PARIS: Un homme suspecté d'avoir blessé trois femmes lundi à Paris à l'aide de deux couteaux de cuisine, dont deux grièvement, a ensuite été rapidement interpellé, a annoncé le ministre de l'Intérieur Laurent Nuñez.

L'attaque s'est produite vers 11H30 porte de Clichy, au nord-ouest de la capitale, avait indiqué la préfecture de police de Paris.

"Trois victimes identifiées ont été prises en charge par les secours et transportées en milieu hospitalier", a précisé la PP, sans donner plus de détail sur l'état des blessés.
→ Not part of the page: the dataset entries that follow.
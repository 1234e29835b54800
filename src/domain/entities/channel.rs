//! Channel entity.

use chrono::{DateTime, Utc};
use serde::{Deserialize, Serialize};

/// Unique identifier for a channel.
#[derive(Debug, Clone, Copy, PartialEq, Eq, Hash, Serialize, Deserialize)]
pub struct ChannelId(pub u64);

impl ChannelId {
    /// Returns the underlying u64 value.
    #[must_use]
    pub const fn as_u64(self) -> u64 {
        self.0
    }
}

impl std::fmt::Display for ChannelId {
    fn fmt(&self, f: &mut std::fmt::Formatter<'_>) -> std::fmt::Result {
        write!(f, "{}", self.0)
    }
}

impl From<u64> for ChannelId {
    fn from(value: u64) -> Self {
        Self(value)
    }
}

impl From<&str> for ChannelId {
    fn from(value: &str) -> Self {
        Self(value.parse().unwrap_or(0))
    }
}

/// Unique identifier for a team (workspace of channels).
#[derive(Debug, Clone, Copy, PartialEq, Eq, Hash, Serialize, Deserialize)]
pub struct TeamId(pub u64);

impl TeamId {
    /// Returns the underlying u64 value.
    #[must_use]
    pub const fn as_u64(self) -> u64 {
        self.0
    }
}

impl std::fmt::Display for TeamId {
    fn fmt(&self, f: &mut std::fmt::Formatter<'_>) -> std::fmt::Result {
        write!(f, "{}", self.0)
    }
}

impl From<u64> for TeamId {
    fn from(value: u64) -> Self {
        Self(value)
    }
}

/// Channel type.
#[derive(Debug, Clone, Copy, PartialEq, Eq, Default, Serialize, Deserialize)]
#[serde(rename_all = "snake_case")]
pub enum ChannelKind {
    /// Public channel anyone on the team can join.
    #[default]
    Open,
    /// Invite-only channel.
    Private,
    /// One-to-one direct message channel.
    Direct,
    /// Multi-party direct message channel.
    Group,
}

impl ChannelKind {
    /// Returns true for the two direct-message variants.
    #[must_use]
    pub const fn is_direct(self) -> bool {
        matches!(self, Self::Direct | Self::Group)
    }
}

/// Channel entity.
#[derive(Debug, Clone, Serialize, Deserialize, PartialEq, Eq)]
#[allow(missing_docs)]
pub struct Channel {
    id: ChannelId,
    name: String,
    display_name: String,
    kind: ChannelKind,
    #[serde(default)]
    team_id: Option<TeamId>,
    #[serde(default)]
    archived_at: Option<DateTime<Utc>>,
}

#[allow(missing_docs)]
impl Channel {
    #[must_use]
    pub fn new(id: impl Into<ChannelId>, name: impl Into<String>, kind: ChannelKind) -> Self {
        let name = name.into();
        Self {
            id: id.into(),
            display_name: name.clone(),
            name,
            kind,
            team_id: None,
            archived_at: None,
        }
    }

    #[must_use]
    pub fn with_display_name(mut self, display_name: impl Into<String>) -> Self {
        self.display_name = display_name.into();
        self
    }

    #[must_use]
    pub fn with_team(mut self, team_id: impl Into<TeamId>) -> Self {
        self.team_id = Some(team_id.into());
        self
    }

    #[must_use]
    pub const fn with_archived_at(mut self, timestamp: DateTime<Utc>) -> Self {
        self.archived_at = Some(timestamp);
        self
    }

    #[must_use]
    pub const fn id(&self) -> ChannelId {
        self.id
    }

    #[must_use]
    pub fn name(&self) -> &str {
        &self.name
    }

    #[must_use]
    pub fn display_name(&self) -> &str {
        &self.display_name
    }

    #[must_use]
    pub const fn kind(&self) -> ChannelKind {
        self.kind
    }

    #[must_use]
    pub const fn team_id(&self) -> Option<TeamId> {
        self.team_id
    }

    #[must_use]
    pub const fn archived_at(&self) -> Option<DateTime<Utc>> {
        self.archived_at
    }

    /// An archived channel keeps its history but accepts no new activity.
    #[must_use]
    pub const fn is_archived(&self) -> bool {
        self.archived_at.is_some()
    }
}

#[cfg(test)]
mod tests {
    use super::*;

    #[test]
    fn test_channel_creation() {
        let channel = Channel::new(100_u64, "town-square", ChannelKind::Open)
            .with_display_name("Town Square");

        assert_eq!(channel.id().as_u64(), 100);
        assert_eq!(channel.name(), "town-square");
        assert_eq!(channel.display_name(), "Town Square");
        assert!(!channel.is_archived());
    }

    #[test]
    fn test_channel_archived() {
        let channel =
            Channel::new(100_u64, "old-project", ChannelKind::Private).with_archived_at(Utc::now());
        assert!(channel.is_archived());
    }

    #[test]
    fn test_channel_kind_is_direct() {
        assert!(ChannelKind::Direct.is_direct());
        assert!(ChannelKind::Group.is_direct());
        assert!(!ChannelKind::Open.is_direct());
    }
}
"Un individu muni de deux armes blanches a fait plusieurs blessés" et "a rapidement été interpellé", a-t-elle ajouté.

Selon le ministre de l'Intérieur, le suspect "a été interpellé par un policier de la préfecture de police hors service", dont il a salué "le courage".

"Aucune" des trois femmes blessées "ne voit son pronostic vital engagé", a déclaré Laurent Nuñez à la mi-journée, lors du compte-rendu du conseil des ministres.

"Deux d'entre elles sont quand même en urgence absolue, donc sont blessées assez gravement", a-t-il ajouté. L'une a été touchée aux lombaires, l'autre à l'abdomen, a-t-il précisé.

Une troisième femme a été blessée plus légèrement.

Les trois victimes sont "âgées de 19, 24 ans et 36 ans", a encore dit le ministre.

Le suspect "n'a donné qu'une identité déclarative" et "tient des propos incohérents", a poursuivi M. Nuñez, qui appelle à "rester très prudent sur les mobiles de cet acte extrêmement violent".

Le parquet national antiterroriste a indiqué à l'AFP être en observation à ce stade.